During the day, there were about two dozen families on the beach, and when we returned at 7 pm, there were only about one dozen cars still there. Traffic seemed to pick up in the evening, but there was only about three set up overnight.
I loved this location. The sand, water, and sunset made for a memorable local experience. The only thing I would have liked was a bonfire, but the area was signed, and not wanting to risk trouble, we kept ourselves to the BBQ and propane stove.
We Stopped by the lighthouse and marina for a quick photo op. Again, this time on the Georgian Bayside, the beach was crystal clear, but the shore was a pebble and hard to walk on barefoot. As you venture away from the beach, you reach sand but walking on the stone is not enjoyable.

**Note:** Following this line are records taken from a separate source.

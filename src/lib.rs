//! Agent Wallet
//!
//! Wallet core for autonomous DeFi agents. One interface over three ways of
//! holding funds:
//! - a local JSON key file, signed in-process
//! - private keys from the environment
//! - a remote agent service that holds the keys and executes submitted jobs
//!
//! [`WalletManager`] discovers wallets, persists nicknames and resolves
//! "which wallet" to a [`WalletBackend`]. [`WalletRegistry`] is a flatter
//! id-to-credentials lookup for callers that do not need discovery.
//!
//! # Security Model
//!
//! - Private keys stay inside [`wallet::SecureWallet`] and `secrecy` wrappers
//! - Types holding keys or API tokens redact them in `Debug`
//! - The config file never stores keys for auto-discovered wallets

pub mod chain;
pub mod config;
pub mod manager;
pub mod registry;
pub mod remote;
pub mod wallet;

mod error;

// Re-export commonly used types
pub use config::{ManagerSettings, RpcConfig, WalletRecord, WalletSource, WalletsConfigFile};
pub use error::{Error, Result};
pub use manager::{default_manager, reset_default_manager, WalletInfo, WalletManager};
pub use registry::{default_registry, reset_default_registry, Mode, WalletRegistry};
pub use remote::{AsyncJobClient, PollConfig, RemoteAgentBackend};
pub use wallet::{BackendKind, TxRequest, WalletBackend};
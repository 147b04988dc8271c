//! Wallet backends
//!
//! Every execution strategy sits behind [`WalletBackend`], a tagged union over
//! the concrete backends. Matching on the variant is how a caller learns which
//! operations exist: only [`LocalKeyBackend`] and [`EnvBackend`] can hand out a
//! private key, and only [`RemoteAgentBackend`] accepts a raw transaction.
//!
//! Private keys NEVER leave [`SecureWallet`] except through an explicit
//! `private_key()` call on a key-holding variant.

pub mod env;
pub mod local_key;
mod signer;

pub use env::{load_env_wallets, parse_env_wallets, EnvBackend, EnvKeySource, EnvWalletEntry};
pub use local_key::{KeyFile, LocalKeyBackend};
pub use signer::SecureWallet;

use crate::chain;
use crate::remote::RemoteAgentBackend;
use crate::{Error, Result};
use alloy::primitives::{Address, Bytes, B256, U256};
use alloy::providers::{Provider, ProviderBuilder};
use serde::Serialize;
use std::time::Duration;

/// Receipt polling cadence for key-holding backends
pub const RECEIPT_POLL_INTERVAL: Duration = Duration::from_secs(2);
pub const RECEIPT_MAX_ATTEMPTS: u32 = 60;

/// Which execution strategy a backend uses
#[derive(Debug, Clone, Copy, PartialEq, Eq, Hash, Serialize)]
#[serde(rename_all = "kebab-case")]
pub enum BackendKind {
    LocalKey,
    Env,
    RemoteAgent,
}

impl BackendKind {
    pub fn as_str(&self) -> &'static str {
        match self {
            BackendKind::LocalKey => "local-key",
            BackendKind::Env => "env",
            BackendKind::RemoteAgent => "remote-agent",
        }
    }
}

impl std::fmt::Display for BackendKind {
    fn fmt(&self, f: &mut std::fmt::Formatter<'_>) -> std::fmt::Result {
        f.write_str(self.as_str())
    }
}

/// A transaction to execute, as produced by an upstream payload builder.
///
/// Immutable once built; backends only read it.
#[derive(Debug, Clone, PartialEq, Eq)]
pub struct TxRequest {
    to: Address,
    value: U256,
    data: Bytes,
    chain: String,
}

impl TxRequest {
    pub fn new(to: Address, data: Bytes, value: U256, chain: impl Into<String>) -> Self {
        Self {
            to,
            value,
            data,
            chain: chain.into(),
        }
    }

    pub fn to(&self) -> Address {
        self.to
    }

    pub fn value(&self) -> U256 {
        self.value
    }

    pub fn data(&self) -> &Bytes {
        &self.data
    }

    /// Target chain, in either notation
    pub fn chain(&self) -> &str {
        &self.chain
    }
}

/// Outcome of waiting for a broadcast transaction
#[derive(Debug, Clone, PartialEq, Eq, Serialize)]
#[serde(rename_all = "camelCase")]
pub struct TxReceiptSummary {
    pub transaction_hash: B256,
    pub block_number: Option<u64>,
    pub gas_used: u64,
    pub success: bool,
}

/// Poll `rpc_url` until a receipt for `hash` shows up.
pub async fn wait_for_receipt(
    rpc_url: &str,
    hash: B256,
    interval: Duration,
    max_attempts: u32,
) -> Result<TxReceiptSummary> {
    let url: url::Url = rpc_url
        .parse()
        .map_err(|e| Error::Config(format!("Invalid RPC URL: {}", e)))?;
    let provider = ProviderBuilder::new().connect_http(url);

    for attempt in 1..=max_attempts {
        let receipt = provider
            .get_transaction_receipt(hash)
            .await
            .map_err(|e| Error::Rpc(format!("Failed to fetch receipt: {}", e)))?;

        if let Some(receipt) = receipt {
            let summary = TxReceiptSummary {
                transaction_hash: receipt.transaction_hash,
                block_number: receipt.block_number,
                gas_used: receipt.gas_used,
                success: receipt.status(),
            };
            tracing::info!(
                tx_hash = %hash,
                block = ?summary.block_number,
                success = summary.success,
                "Transaction confirmed"
            );
            return Ok(summary);
        }

        tracing::debug!(tx_hash = %hash, attempt, "Receipt not available yet");
        tokio::time::sleep(interval).await;
    }

    Err(Error::Rpc(format!(
        "No receipt for {} after {} attempts",
        hash, max_attempts
    )))
}

/// Resolve the RPC endpoint and numeric id for a key-holding backend's chain
pub(crate) fn evm_target(rpc: &crate::config::RpcConfig, chain_id: &str) -> Result<(String, u64)> {
    let numeric = chain::evm_chain_id(chain_id)
        .ok_or_else(|| Error::UnsupportedChain(chain_id.to_string()))?;
    let url = rpc
        .get(numeric)
        .ok_or_else(|| Error::Config(format!("No RPC URL configured for chain {}", chain_id)))?;
    Ok((url.to_string(), numeric))
}

/// Chains a backend accepts: its configured restriction, or a default table
pub(crate) fn effective_chains(restriction: &Option<Vec<String>>, defaults: &[&str]) -> Vec<String> {
    match restriction {
        Some(chains) if !chains.is_empty() => chains.iter().map(|c| chain::normalize(c)).collect(),
        _ => defaults.iter().map(|c| c.to_string()).collect(),
    }
}

/// A resolved wallet, one variant per execution strategy
#[derive(Debug, Clone)]
pub enum WalletBackend {
    LocalKey(LocalKeyBackend),
    Env(EnvBackend),
    RemoteAgent(RemoteAgentBackend),
}

impl WalletBackend {
    pub fn kind(&self) -> BackendKind {
        match self {
            WalletBackend::LocalKey(_) => BackendKind::LocalKey,
            WalletBackend::Env(_) => BackendKind::Env,
            WalletBackend::RemoteAgent(_) => BackendKind::RemoteAgent,
        }
    }

    pub fn nickname(&self) -> &str {
        match self {
            WalletBackend::LocalKey(b) => b.nickname(),
            WalletBackend::Env(b) => b.nickname(),
            WalletBackend::RemoteAgent(b) => b.nickname(),
        }
    }

    /// The same backend registered under another nickname
    pub fn renamed(self, nickname: &str) -> Self {
        match self {
            WalletBackend::LocalKey(b) => b.with_nickname(nickname).into(),
            WalletBackend::Env(b) => b.with_nickname(nickname).into(),
            WalletBackend::RemoteAgent(b) => b.with_nickname(nickname).into(),
        }
    }

    /// Canonical names of the chains this wallet can execute on
    pub fn supported_chains(&self) -> Vec<String> {
        match self {
            WalletBackend::LocalKey(b) => b.supported_chains(),
            WalletBackend::Env(b) => b.supported_chains(),
            WalletBackend::RemoteAgent(b) => b.supported_chains(),
        }
    }

    pub fn supports_chain(&self, chain_id: &str) -> bool {
        chain::contains_chain(&self.supported_chains(), chain_id)
    }

    pub async fn address(&self) -> Result<Address> {
        match self {
            WalletBackend::LocalKey(b) => b.address().await,
            WalletBackend::Env(b) => b.address(),
            WalletBackend::RemoteAgent(b) => b.address().await,
        }
    }

    /// Whether work can be routed here. Never errors.
    pub async fn is_ready(&self) -> bool {
        match self {
            WalletBackend::LocalKey(b) => b.is_ready().await,
            WalletBackend::Env(b) => b.is_ready(),
            WalletBackend::RemoteAgent(b) => b.is_ready().await,
        }
    }

    /// Execute `tx` and return its hash.
    ///
    /// Key-holding variants return right after broadcast. The remote variant
    /// returns once the remote job reaches a terminal state.
    pub async fn send_transaction(&self, tx: &TxRequest) -> Result<B256> {
        match self {
            WalletBackend::LocalKey(b) => b.send_transaction(tx).await,
            WalletBackend::Env(b) => b.send_transaction(tx).await,
            WalletBackend::RemoteAgent(b) => b.send_transaction(tx).await,
        }
    }

    pub fn as_remote(&self) -> Option<&RemoteAgentBackend> {
        match self {
            WalletBackend::RemoteAgent(b) => Some(b),
            _ => None,
        }
    }
}

impl From<LocalKeyBackend> for WalletBackend {
    fn from(backend: LocalKeyBackend) -> Self {
        WalletBackend::LocalKey(backend)
    }
}

impl From<EnvBackend> for WalletBackend {
    fn from(backend: EnvBackend) -> Self {
        WalletBackend::Env(backend)
    }
}

impl From<RemoteAgentBackend> for WalletBackend {
    fn from(backend: RemoteAgentBackend) -> Self {
        WalletBackend::RemoteAgent(backend)
    }
}
//! Secure key custody
//!
//! SECURITY: the key-holding backends keep their private key here and nowhere else.
//! - Keys are held in alloy's PrivateKeySigner which handles crypto securely
//! - The raw hex is kept as a `SecretString` and only leaves via `private_key()`
//! - Keys are never serialized and never logged

use super::TxRequest;
use crate::{Error, Result};
use alloy::network::{EthereumWallet, TransactionBuilder};
use alloy::primitives::{Address, B256};
use alloy::providers::{Provider, ProviderBuilder};
use alloy::rpc::types::TransactionRequest;
use alloy::signers::local::PrivateKeySigner;
use secrecy::{ExposeSecret, SecretString};

/// Secure wallet that protects private keys
///
/// The private key is:
/// - Stored in alloy's PrivateKeySigner
/// - Never serialized (no Serialize impl)
/// - Only reachable through signing, broadcasting or an explicit `private_key()` call
#[derive(Clone)]
pub struct SecureWallet {
    /// Public address (safe to expose)
    address: Address,
    /// Ethereum wallet for alloy providers
    wallet: EthereumWallet,
    key: SecretString,
}

impl SecureWallet {
    /// Create a wallet from an environment variable holding a hex private key
    pub fn from_env(var_name: &str) -> Result<Self> {
        let key_hex = std::env::var(var_name).map_err(|_| {
            Error::NoCredentials(format!("Environment variable {} not set", var_name))
        })?;

        Self::from_hex(&key_hex)
    }

    /// Create a wallet from a hex-encoded private key, with or without `0x`
    pub fn from_hex(key_hex: &str) -> Result<Self> {
        let trimmed = key_hex.trim();
        let bare = trimmed.strip_prefix("0x").unwrap_or(trimmed);

        let signer: PrivateKeySigner = bare
            .parse()
            .map_err(|e| Error::Signing(format!("Invalid private key: {}", e)))?;

        let address = signer.address();
        let wallet = EthereumWallet::from(signer);

        Ok(Self {
            address,
            wallet,
            key: SecretString::from(format!("0x{}", bare)),
        })
    }

    pub fn from_secret(key: &SecretString) -> Result<Self> {
        Self::from_hex(key.expose_secret())
    }

    /// Get the public address (safe to share)
    pub fn address(&self) -> Address {
        self.address
    }

    /// Get the address as a checksummed string
    pub fn address_string(&self) -> String {
        self.address.to_checksum(None)
    }

    /// Get a reference to the EthereumWallet for use with alloy providers
    pub fn wallet(&self) -> &EthereumWallet {
        &self.wallet
    }

    /// The `0x`-prefixed private key
    pub fn private_key(&self) -> SecretString {
        self.key.clone()
    }

    /// Sign `tx` and broadcast it through `rpc_url`.
    ///
    /// Returns as soon as the node accepts the transaction; confirmation is
    /// a separate step (see [`super::wait_for_receipt`]).
    pub async fn send_transaction(
        &self,
        rpc_url: &str,
        chain_id: u64,
        tx: &TxRequest,
    ) -> Result<B256> {
        let url: url::Url = rpc_url
            .parse()
            .map_err(|e| Error::Config(format!("Invalid RPC URL: {}", e)))?;

        let provider = ProviderBuilder::new()
            .wallet(self.wallet.clone())
            .connect_http(url);

        let request = TransactionRequest::default()
            .from(self.address)
            .to(tx.to())
            .input(tx.data().clone().into())
            .value(tx.value())
            .with_chain_id(chain_id);

        let pending = provider
            .send_transaction(request)
            .await
            .map_err(|e| Error::Rpc(format!("Failed to send transaction: {}", e)))?;

        Ok(*pending.tx_hash())
    }
}

// Implement Debug manually to avoid exposing the signer
impl std::fmt::Debug for SecureWallet {
    fn fmt(&self, f: &mut std::fmt::Formatter<'_>) -> std::fmt::Result {
        f.debug_struct("SecureWallet")
            .field("address", &self.address)
            .field("signer", &"[REDACTED]")
            .finish()
    }
}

The view was the same spectacular view we expected for this region. The lighthouse was cute, quaint, and tiny but well kept. There is a public restroom at the marina office with actual flush toilets!
Lions Head is a cute town that I would recommend anyone coming to this area take the time to visit. Unfortunately, we were on a tight budget and did not take the time to explore the local markets and restaurants, but we will stop here again.
Spirit Rock Conservation Area
Here you will see the ruins of an old 19th century stone mansion. This area is at the end of a winding dirt road with pay-for-use parking. Unfortunately, there is no pay meter, just a sign with a website that doesn’t connect you anywhere. In contrast, there is a public washroom onsite with fresh toilet paper; however, it is a hole in the ground with a toilet seat over it. Enter if you dare!!
The ruins are beautiful with monument markers that explain the history, including that it burnt down shortly after the conservation authority took it over.
Make sure you take the path at the right rear of the property and follow it down the spiral staircase to the shoreline. The location is marked with no overnight parking, so if you decide to try, you might get a knock during the night. We found the insect activity higher, so make sure you put on your bug spray before heading into the forest.